##### EXTRACTED INFORMATION #####
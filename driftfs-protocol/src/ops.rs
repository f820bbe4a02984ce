//! Operation table for the driftfs metadata protocol.
//!
//! Every operation kind carries a stable wire tag, a canonical ordered field
//! table, and (for requests) its paired response kind. Tags are part of the
//! protocol contract: a tag maps to exactly one record type for the lifetime
//! of the protocol version, and must remain stable across releases so that
//! independent implementations interoperate.

use crate::record::{FieldKind, FieldSpec, Record, Value};
use serde::{Deserialize, Serialize};
use std::fmt;

/// Stable integer identifying one operation kind on the wire.
pub type Tag = u32;

const NO_FIELDS: &[FieldSpec] = &[];

const PATH_FIELDS: &[FieldSpec] = &[FieldSpec {
    name: "path",
    kind: FieldKind::Str,
}];

const MKDIR_FIELDS: &[FieldSpec] = &[
    FieldSpec {
        name: "path",
        kind: FieldKind::Str,
    },
    FieldSpec {
        name: "mode",
        kind: FieldKind::UInt,
    },
];

const RENAME_FIELDS: &[FieldSpec] = &[
    FieldSpec {
        name: "source_path",
        kind: FieldKind::Str,
    },
    FieldSpec {
        name: "target_path",
        kind: FieldKind::Str,
    },
];

const SYMLINK_FIELDS: &[FieldSpec] = &[
    FieldSpec {
        name: "target_path",
        kind: FieldKind::Str,
    },
    FieldSpec {
        name: "link_path",
        kind: FieldKind::Str,
    },
];

/// Operation kinds understood by this protocol version.
#[derive(Debug, Clone, Copy, PartialEq, Eq, Hash, Serialize, Deserialize)]
#[serde(rename_all = "SCREAMING_SNAKE_CASE")]
pub enum OpKind {
    // Service control
    ShutdownRequest,
    ShutdownResponse,

    // Directory tree mutation
    MkdirRequest,
    MkdirResponse,
    RmdirRequest,
    RmdirResponse,
    RenameRequest,
    RenameResponse,
    SymlinkRequest,
    SymlinkResponse,
    UnlinkRequest,
    UnlinkResponse,
}

impl OpKind {
    /// Every kind of this protocol version, requests and responses.
    pub const ALL: [OpKind; 12] = [
        OpKind::ShutdownRequest,
        OpKind::ShutdownResponse,
        OpKind::MkdirRequest,
        OpKind::MkdirResponse,
        OpKind::RmdirRequest,
        OpKind::RmdirResponse,
        OpKind::RenameRequest,
        OpKind::RenameResponse,
        OpKind::SymlinkRequest,
        OpKind::SymlinkResponse,
        OpKind::UnlinkRequest,
        OpKind::UnlinkResponse,
    ];

    /// The stable wire tag for this kind. Requests and their responses each
    /// carry their own tag.
    pub fn tag(self) -> Tag {
        match self {
            OpKind::ShutdownRequest => 1151,
            OpKind::ShutdownResponse => 2151,
            OpKind::MkdirRequest => 1211,
            OpKind::MkdirResponse => 2211,
            OpKind::RmdirRequest => 1215,
            OpKind::RmdirResponse => 2215,
            OpKind::RenameRequest => 1216,
            OpKind::RenameResponse => 2216,
            OpKind::SymlinkRequest => 1220,
            OpKind::SymlinkResponse => 2220,
            OpKind::UnlinkRequest => 1221,
            OpKind::UnlinkResponse => 2221,
        }
    }

    /// The protocol name, used for diagnostics.
    pub fn name(self) -> &'static str {
        match self {
            OpKind::ShutdownRequest => "shutdownRequest",
            OpKind::ShutdownResponse => "shutdownResponse",
            OpKind::MkdirRequest => "mkdirRequest",
            OpKind::MkdirResponse => "mkdirResponse",
            OpKind::RmdirRequest => "rmdirRequest",
            OpKind::RmdirResponse => "rmdirResponse",
            OpKind::RenameRequest => "renameRequest",
            OpKind::RenameResponse => "renameResponse",
            OpKind::SymlinkRequest => "symlinkRequest",
            OpKind::SymlinkResponse => "symlinkResponse",
            OpKind::UnlinkRequest => "unlinkRequest",
            OpKind::UnlinkResponse => "unlinkResponse",
        }
    }

    /// The canonical, ordered field table. Wire serialization, the mapping
    /// and sequence representations, and wire size computation all derive
    /// from this one table.
    pub fn fields(self) -> &'static [FieldSpec] {
        match self {
            OpKind::MkdirRequest => MKDIR_FIELDS,
            OpKind::RmdirRequest | OpKind::UnlinkRequest => PATH_FIELDS,
            OpKind::RenameRequest => RENAME_FIELDS,
            OpKind::SymlinkRequest => SYMLINK_FIELDS,
            OpKind::ShutdownRequest
            | OpKind::ShutdownResponse
            | OpKind::MkdirResponse
            | OpKind::RmdirResponse
            | OpKind::RenameResponse
            | OpKind::SymlinkResponse
            | OpKind::UnlinkResponse => NO_FIELDS,
        }
    }

    /// The response kind paired with this request, or `None` if this kind is
    /// itself a response (responses are terminal in the pairing relation).
    pub fn response_kind(self) -> Option<OpKind> {
        match self {
            OpKind::ShutdownRequest => Some(OpKind::ShutdownResponse),
            OpKind::MkdirRequest => Some(OpKind::MkdirResponse),
            OpKind::RmdirRequest => Some(OpKind::RmdirResponse),
            OpKind::RenameRequest => Some(OpKind::RenameResponse),
            OpKind::SymlinkRequest => Some(OpKind::SymlinkResponse),
            OpKind::UnlinkRequest => Some(OpKind::UnlinkResponse),
            _ => None,
        }
    }

    /// Whether this kind is request-shaped.
    pub fn is_request(self) -> bool {
        self.response_kind().is_some()
    }
}

impl fmt::Display for OpKind {
    fn fmt(&self, f: &mut fmt::Formatter<'_>) -> fmt::Result {
        write!(f, "{}", self.name())
    }
}

/// Typed constructors for request records. Values must mirror the field
/// tables above.
impl Record {
    /// `shutdown`: stop the service. Carries no fields.
    pub fn shutdown() -> Record {
        Record::empty(OpKind::ShutdownRequest)
    }

    /// `mkdir(path, mode)`: create a directory.
    pub fn mkdir(path: impl Into<String>, mode: u32) -> Record {
        Record {
            kind: OpKind::MkdirRequest,
            values: vec![Value::Str(path.into()), Value::UInt(mode)],
        }
    }

    /// `rmdir(path)`: remove an empty directory.
    pub fn rmdir(path: impl Into<String>) -> Record {
        Record {
            kind: OpKind::RmdirRequest,
            values: vec![Value::Str(path.into())],
        }
    }

    /// `rename(source_path, target_path)`: move a directory entry.
    pub fn rename(source_path: impl Into<String>, target_path: impl Into<String>) -> Record {
        Record {
            kind: OpKind::RenameRequest,
            values: vec![
                Value::Str(source_path.into()),
                Value::Str(target_path.into()),
            ],
        }
    }

    /// `symlink(target_path, link_path)`: create a symbolic link.
    pub fn symlink(target_path: impl Into<String>, link_path: impl Into<String>) -> Record {
        Record {
            kind: OpKind::SymlinkRequest,
            values: vec![
                Value::Str(target_path.into()),
                Value::Str(link_path.into()),
            ],
        }
    }

    /// `unlink(path)`: remove a non-directory entry.
    pub fn unlink(path: impl Into<String>) -> Record {
        Record {
            kind: OpKind::UnlinkRequest,
            values: vec![Value::Str(path.into())],
        }
    }
}
//! Protocol error types.

use crate::ops::Tag;
use crate::record::FieldKind;
use thiserror::Error;

/// Errors that can occur during marshaling, unmarshaling, or dispatch.
///
/// All of these are reported to the immediate caller; nothing is swallowed
/// or logged-and-ignored inside the codec. Whether to retry, disconnect, or
/// degrade is the transport's or handler's decision.
#[derive(Debug, Error)]
pub enum ProtocolError {
    /// The wire bytes do not decode as the expected primitives: a declared
    /// length exceeds the available bytes, a fixed-width read is truncated,
    /// a string is not valid UTF-8, or bytes are left over after a record
    /// claims to be fully decoded. The stream should be treated as
    /// desynchronized.
    #[error("malformed wire data: {reason}")]
    MalformedWireData { reason: String },

    /// No record type is registered for the tag. Expected under protocol
    /// version skew between peers; recoverable, never fatal to the
    /// dispatcher.
    #[error("unknown operation tag: {0}")]
    UnknownTag(Tag),

    /// A required key is absent from a mapping representation.
    #[error("missing required field: {0}")]
    MissingField(&'static str),

    /// A structured value has the wrong kind for its field. No implicit
    /// coercion is performed.
    #[error("type mismatch for field '{field}': expected {expected}, got {actual}")]
    TypeMismatch {
        field: &'static str,
        expected: FieldKind,
        actual: FieldKind,
    },

    /// A sequence representation does not have exactly one value per field.
    #[error("arity mismatch for {kind}: expected {expected} values, got {actual}")]
    ArityMismatch {
        kind: &'static str,
        expected: usize,
        actual: usize,
    },

    /// Two operation types claim the same wire tag. Registration happens
    /// once at startup, so this is a configuration error and fatal there.
    #[error("duplicate tag registration: {0}")]
    DuplicateTag(Tag),
}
#####
EXERCISE DETAILS: Provide only the count of lines in the material above that hold the word "paired".

OUTPUT BELOW: 2